Week #3

Author

Adrian Correndo & Josefina Lacasa

Introduction to Bayesian Stats #2

This is a follow-up article from Bayes#1. Still, we do have numerous important concepts in order to understand what the computational codes are doing behind scenes when running a Bayesian analysis.

Note

Today’s Topics:

Computing posterior distributions:

#1. Acceptance/Rejection Sampling Basics:

#2. Markov Chain Monte Carlo (MCMC) -more efficient than AR sampling-.

Packages for Bayesian analysis in R:

#3. brms

#4. rstan

#5. rjags

Packages to use today

library(latex2exp)
library(dplyr)
library(ggplot2)
library(tidyr)
library(tibble)
library(purrr)
library(brms)
library(tidybayes)

Computing posterior distributions:

1. Acceptance/Rejection Sampling Basics:

1. Generate proposal parameter values

2. Generate data with those parameters

3. Compare the simulated data with the observed data = “difference”

4. “Accept” that combination of parameters if the difference < predefined acceptable error. “Reject” if the difference > predefined acceptable error.

See an example:

Using data of yield vs plant density in corn:

\[ y = \beta_0 + x \cdot \beta_1 - x^2 \cdot \beta_2\]

  1. Generate proposal parameter values using the prior ditributions:

\[\beta_0 \sim uniform(4, 6)\]

\[\beta_1 \sim uniform(1, 3)\]

\[\beta_2 \sim uniform(0.5, 2)\]

\[\sigma \sim Gamma(2, 2)\]

set.seed(567)
b0_try <- runif(1, 4, 6)  # Parameter model
b1_try <- runif(1, 1, 3)  # Parameter model 
b2_try <- rgamma(1, .5, 2) # Mathematical equation for process model
mu_try <- b0_try + x*b1_try - (x^2)*b2_try
sigma_try <- rgamma(1, 2, 2)
  1. Generate data with those parameters
set.seed(567)
y_try <- rnorm(n, mu_try, sigma_try)  # Process model
  1. Compare the simulated data with the observed data = “difference”
# Record difference between draw of y from prior predictive distribution and
# observed data
diff[k, ] <- sum(abs(y - y_try))
  1. Accept” (gold) that combination of parameters if the difference < predifined acceptable error. “Reject” (red) if the difference > predifined acceptable error.
plot(x, y, xlab = "Plant density", 
     ylab = "Observed yield", xlim = c(2, 13), ylim = c(5, 20),
     typ = "b", cex = 0.8, pch = 20, col = rgb(0.7, 0.7, 0.7, 0.9))
points(x, y_hat[k,], typ = "b", lwd = 2, 
       col = ifelse(diff[1] < error, "gold", "tomato"))

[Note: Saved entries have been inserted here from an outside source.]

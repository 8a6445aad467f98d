//! Runtime configuration of the dashboard
//!
//! Values come from an embedded default, optionally overridden at build time
//! through environment variables (`DASHBOARD_API_BASE`, `DASHBOARD_MAX_ATTEMPTS`).

use crate::shared::api_utils::ApiError;
use once_cell::sync::Lazy;
use serde::Deserialize;

/// Default configuration embedded in the bundle
const DEFAULT_CONFIG: &str = r#"{
    "api_base": null,
    "api_port": 3000,
    "max_attempts": 3,
    "retry_delay_ms": 300,
    "page_size_options": [10, 25, 50, 100],
    "toast_timeout_ms": 5000,
    "cache_capacity": 64
}"#;

#[derive(Debug, Clone, Deserialize)]
pub struct AppConfig {
    /// Explicit API base URL; derived from the window location when absent
    pub api_base: Option<String>,
    pub api_port: u16,
    /// Total attempts per GET request, first try included
    pub max_attempts: u32,
    pub retry_delay_ms: u32,
    pub page_size_options: Vec<u32>,
    pub toast_timeout_ms: u32,
    pub cache_capacity: usize,
}

static CONFIG: Lazy<AppConfig> = Lazy::new(|| {
    AppConfig::load(option_env!("DASHBOARD_API_BASE"), option_env!("DASHBOARD_MAX_ATTEMPTS"))
});

pub fn config() -> &'static AppConfig {
    &CONFIG
}

impl AppConfig {
    fn embedded() -> Self {
        match serde_json::from_str(DEFAULT_CONFIG) {
            Ok(cfg) => cfg,
            Err(e) => {
                log::error!("embedded config is invalid: {}", e);
                Self {
                    api_base: None,
                    api_port: 3000,
                    max_attempts: 3,
                    retry_delay_ms: 300,
                    page_size_options: vec![10, 25, 50, 100],
                    toast_timeout_ms: 5000,
                    cache_capacity: 64,
                }
            }
        }
    }

    pub fn load(api_base: Option<&str>, max_attempts: Option<&str>) -> Self {
        let mut cfg = Self::embedded();
        if let Some(base) = api_base.map(str::trim).filter(|b| !b.is_empty()) {
            cfg.api_base = Some(base.trim_end_matches('/').to_string());
        }
        if let Some(attempts) = max_attempts.and_then(|a| a.trim().parse::<u32>().ok()) {
            cfg.max_attempts = attempts.clamp(1, 5);
        }
        cfg
    }

    /// API base URL: explicit setting first, then `{protocol}//{hostname}:{port}`
    /// of the current page.
    pub fn api_base(&self) -> Result<String, ApiError> {
        if let Some(base) = &self.api_base {
            return Ok(base.clone());
        }
        let location = web_sys::window().map(|w| w.location());
        let origin = location.and_then(|loc| {
            let protocol = loc.protocol().ok()?;
            let hostname = loc.hostname().ok()?;
            Some((protocol, hostname))
        });
        resolve_api_base(None, origin, self.api_port)
    }
}

/// Pure resolution rule, separated from the browser lookup
pub fn resolve_api_base(
    explicit: Option<&str>,
    origin: Option<(String, String)>,
    port: u16,
) -> Result<String, ApiError> {
    if let Some(base) = explicit.map(str::trim).filter(|b| !b.is_empty()) {
        return Ok(base.trim_end_matches('/').to_string());
    }
    match origin {
        Some((protocol, hostname)) if !hostname.is_empty() => {
            Ok(format!("{}//{}:{}", protocol, hostname, port))
        }
        _ => Err(ApiError::Config(
            "API base URL is not configured and cannot be derived from the page location"
                .to_string(),
        )),
    }
}

#[cfg(test)]
mod tests {
    use super::*;
    use contracts::shared::query::DEFAULT_PAGE_SIZE;

    #[test]
    fn test_default_config_loads() {
        let cfg = AppConfig::load(None, None);
        assert_eq!(cfg.api_base, None);
        assert_eq!(cfg.max_attempts, 3);
        assert!(cfg.page_size_options.contains(&DEFAULT_PAGE_SIZE));
    }

    #[test]
    fn test_overrides_are_applied() {
        let cfg = AppConfig::load(Some("https://api.example.com/"), Some("9"));
        assert_eq!(cfg.api_base.as_deref(), Some("https://api.example.com"));
        assert_eq!(cfg.max_attempts, 5);
    }

    #[test]
    fn test_resolve_api_base() {
        assert_eq!(
            resolve_api_base(None, Some(("http:".into(), "localhost".into())), 3000).unwrap(),
            "http://localhost:3000"
        );
        assert_eq!(
            resolve_api_base(Some("https://x.io/"), None, 3000).unwrap(),
            "https://x.io"
        );
        assert!(matches!(
            resolve_api_base(None, None, 3000),
            Err(ApiError::Config(_))
        ));
    }
}
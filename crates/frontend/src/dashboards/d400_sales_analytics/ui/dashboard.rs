use crate::dashboards::d400_sales_analytics::adapters::{monthly_by_sales_person, monthly_by_year};
use crate::dashboards::d400_sales_analytics::api::{
    CONTEXT, MODULE, MONTHLY_SALES_PATH, SALES_PERSON_SALES_PATH, SUMMARY_PATH,
};
use crate::projections::p900_sales_invoice::api::{fixed_options, PO_TYPE_OPTIONS};
use crate::projections::p901_sales_person_invoice::api::use_sales_person_options;
use crate::shared::charts::{reshape, ChartKind, ChartPoint, ChartView, ColorMode, ReshapeOptions};
use crate::shared::components::advisory_notice::{AdvisoryNotice, ErrorBox};
use crate::shared::components::facet_filter::{FacetFilter, FacetTags};
use crate::shared::components::filter_panel::FilterPanel;
use crate::shared::components::period_picker::PeriodPicker;
use crate::shared::components::stat_card::{CardTone, StatCard, ValueFormat};
use crate::shared::icons::icon;
use crate::shared::page_frame::{PageFrame, PAGE_CAT_DASHBOARD};
use crate::shared::query::{
    use_api_query, use_list_query, use_query_stores, use_view_query, ViewQuerySpec,
};
use contracts::dashboards::d400_sales_analytics::dto::{PeriodAmountRow, SalesSummary};
use contracts::shared::query::Facet;
use leptos::prelude::*;

const CHART_HEIGHT: f64 = 320.0;
const CHART_HEIGHT_FULL_SCREEN: f64 = 560.0;

/// Card with a chart, a bar/line switch and a full-screen toggle.
///
/// The reshaped data is memoized on the points and the full-screen flag.
#[component]
fn ChartCard(
    title: &'static str,
    #[prop(into)] points: Signal<Vec<ChartPoint>>,
    colors: ColorMode,
    initial_kind: ChartKind,
    #[prop(into)] error: Signal<Option<String>>,
) -> impl IntoView {
    let kind = RwSignal::new(initial_kind);
    let full_screen = RwSignal::new(false);
    let colors = StoredValue::new(colors);

    let data = Memo::new(move |_| {
        let options = ReshapeOptions::monthly(colors.get_value(), full_screen.get());
        points.with(|p| reshape(p, &options))
    });

    let kind_button = move |target: ChartKind, label: &'static str| {
        view! {
            <button
                class="button button--ghost button--small"
                class:button--active=move || kind.get() == target
                on:click=move |_| kind.set(target)
            >
                {label}
            </button>
        }
    };

    view! {
        <div class="chart-card" class:chart-card--fullscreen=move || full_screen.get()>
            <div class="chart-card__header">
                <h3 class="chart-card__title">{title}</h3>
                <div class="chart-card__actions">
                    {kind_button(ChartKind::Bar, "Bar")}
                    {kind_button(ChartKind::Line, "Line")}
                    <button
                        class="button button--ghost button--small"
                        title=move || if full_screen.get() { "Exit full screen" } else { "Full screen" }
                        on:click=move |_| full_screen.update(|f| *f = !*f)
                    >
                        {move || if full_screen.get() { icon("minimize") } else { icon("maximize") }}
                    </button>
                </div>
            </div>
            <ErrorBox error=error />
            // высота задаётся при создании графика, поэтому пересоздаём его
            {move || {
                let height = if full_screen.get() { CHART_HEIGHT_FULL_SCREEN } else { CHART_HEIGHT };
                view! { <ChartView data=data kind=kind.get() height=height /> }
            }}
        </div>
    }
}

fn unpaid_tone(summary: &SalesSummary) -> CardTone {
    if summary.unpaid_amount <= 0.0 {
        CardTone::Good
    } else if summary.unpaid_amount > summary.paid_amount {
        CardTone::Bad
    } else {
        CardTone::Warning
    }
}

#[component]
pub fn SalesAnalyticsDashboard() -> impl IntoView {
    let stores = use_query_stores();
    let view_query = use_view_query(ViewQuerySpec::aggregate(MODULE, CONTEXT));

    let monthly = use_list_query::<PeriodAmountRow>(MONTHLY_SALES_PATH, "monthly sales", view_query.query);
    let by_person =
        use_list_query::<PeriodAmountRow>(SALES_PERSON_SALES_PATH, "sales by person", view_query.query);
    let summary = use_api_query::<SalesSummary>(SUMMARY_PATH, "sales summary", view_query.query);
    let sales_persons = use_sales_person_options();

    let is_filter_expanded = RwSignal::new(true);
    let active_count = Signal::derive(move || stores.active_filter_count(CONTEXT));
    let advisory_text =
        Signal::derive(move || view_query.advisory.get().map(|a| a.message().to_string()));

    let summary_value = move |f: fn(&SalesSummary) -> f64| {
        Signal::derive(move || summary.data.with(|s| s.as_ref().map(f)))
    };

    let refresh = move |_| {
        monthly.refetch();
        by_person.refetch();
        summary.refetch();
    };

    view! {
        <PageFrame page_id="d400_sales_analytics--dashboard" category=PAGE_CAT_DASHBOARD>
            <div class="page__header">
                <div class="page__header-left">
                    <h1 class="page__title">"Sales Analytics"</h1>
                </div>
                <div class="page__header-right">
                    <button class="button button--secondary" on:click=refresh>
                        {icon("refresh")}
                        " Refresh"
                    </button>
                </div>
            </div>

            <div class="page__content">
                <AdvisoryNotice
                    message=advisory_text
                    on_dismiss=Callback::new(move |_| view_query.advisory.set(None))
                />

                <FilterPanel
                    is_expanded=is_filter_expanded
                    active_filters_count=active_count
                    on_reset=Callback::new(move |_| stores.reset_all(CONTEXT))
                    filter_content=move || view! {
                        <div class="filter-panel__row">
                            <PeriodPicker context=CONTEXT />
                        </div>
                        <div class="filter-panel__row">
                            <FacetFilter
                                context=CONTEXT
                                facet=Facet::PoType
                                options=Signal::derive(|| fixed_options(PO_TYPE_OPTIONS))
                            />
                            <FacetFilter
                                context=CONTEXT
                                facet=Facet::SalesPersonName
                                options=sales_persons
                            />
                        </div>
                    }
                    filter_tags=move || view! { <FacetTags context=CONTEXT /> }
                />

                <ErrorBox error=summary.error />
                <div class="stat-cards">
                    <StatCard label="Total sales" icon_name="money" value=summary_value(|s| s.total_sales) format=ValueFormat::Money />
                    <StatCard
                        label="Invoices"
                        icon_name="invoices"
                        value=summary_value(|s| s.invoice_count as f64)
                        format=ValueFormat::Integer
                    />
                    <StatCard label="Paid" icon_name="check" value=summary_value(|s| s.paid_amount) format=ValueFormat::Money />
                    <StatCard
                        label="Unpaid"
                        icon_name="alert"
                        value=summary_value(|s| s.unpaid_amount)
                        format=ValueFormat::Money
                        tone=Signal::derive(move || {
                            summary.data.with(|s| s.as_ref().map(unpaid_tone).unwrap_or_default())
                        })
                    />
                </div>

                <div class="chart-grid">
                    <ChartCard
                        title="Monthly sales by year"
                        points=Signal::derive(move || monthly.data.with(|d| {
                            d.as_ref().map(|r| monthly_by_year(&r.data)).unwrap_or_default()
                        }))
                        colors=ColorMode::default()
                        initial_kind=ChartKind::Bar
                        error=monthly.error
                    />
                    <ChartCard
                        title="Monthly sales by sales person"
                        points=Signal::derive(move || by_person.data.with(|d| {
                            d.as_ref().map(|r| monthly_by_sales_person(&r.data)).unwrap_or_default()
                        }))
                        colors=ColorMode::Mapped(Vec::new())
                        initial_kind=ChartKind::Line
                        error=by_person.error
                    />
                </div>
            </div>
        </PageFrame>
    }
}

#[cfg(test)]
mod tests {
    use super::*;

    #[test]
    fn test_unpaid_tone() {
        let mut s = SalesSummary {
            paid_amount: 100.0,
            ..Default::default()
        };
        assert_eq!(unpaid_tone(&s), CardTone::Good);
        s.unpaid_amount = 40.0;
        assert_eq!(unpaid_tone(&s), CardTone::Warning);
        s.unpaid_amount = 140.0;
        assert_eq!(unpaid_tone(&s), CardTone::Bad);
    }
}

Now, what if whe change the priors:

Now, do many tries

for (k in 1:K_tries) {
    
    b0_try <- runif(1, 2, 10)  # Parameter model
    b1_try <- rnorm(1, 2.2, .5)  # Parameter model 
    b2_try <- rgamma(1, .25, 2) # Mathematical equation for process model
    mu_try <- b0_try + x*b1_try - (x^2)*b2_try
    sigma_try <- rgamma(1, 2, 2)

    y_try <- rnorm(n, mu_try, sigma_try)  # Process model
    
    # Record difference between draw of y from prior predictive distribution and
    # observed data
    diff[k, ] <- sum(abs(y - y_try))
    
    # Save unkown random variables and parameters
    y_hat[k, ] <- y_try
    
    posterior_samp_parameters[k, ] <- c(b0_try, b1_try, b2_try, sigma_try)
}

Acceptance rate

length(which(diff < error))/K_tries
[1] 0.031291

Priors versus posteriors:

hist(y_hat[which(diff < error), 25], col = "grey", freq = FALSE)
abline(v = y[25], col = 'gold', lty = "dashed", lwd = 5)

Let’s get started

2. Markov Chain Monte Carlo

Markov chain Monte Carlo (MCMC) methods have revolutionized statistical computing and have had an especially profound impact on the practice of Bayesian statistics (Brooks et al., 2011).

In a nutshell, MCMC represents a family of algorithms that facilitate the generation of random samples from probability distributions that are difficult (e.g. high-dimensional) to sample directly. They are “chains” because the random samples are produced in consecutive-dependent steps (i.e. step 2 comes from step 1, step 3 comes from step 2, ….). This details is a game-changer to more efficiently use and integrate Monte Carlos simulations.

Sources on MCMC:

https://www.mcmchandbook.net/

https://cran.r-project.org/package=MCMCpack

https://cran.r-project.org/package=mcmc

https://papers.ssrn.com/sol3/papers.cfm?abstract_id=3759243

3. brms: Bayesian Regression Models using “Stan”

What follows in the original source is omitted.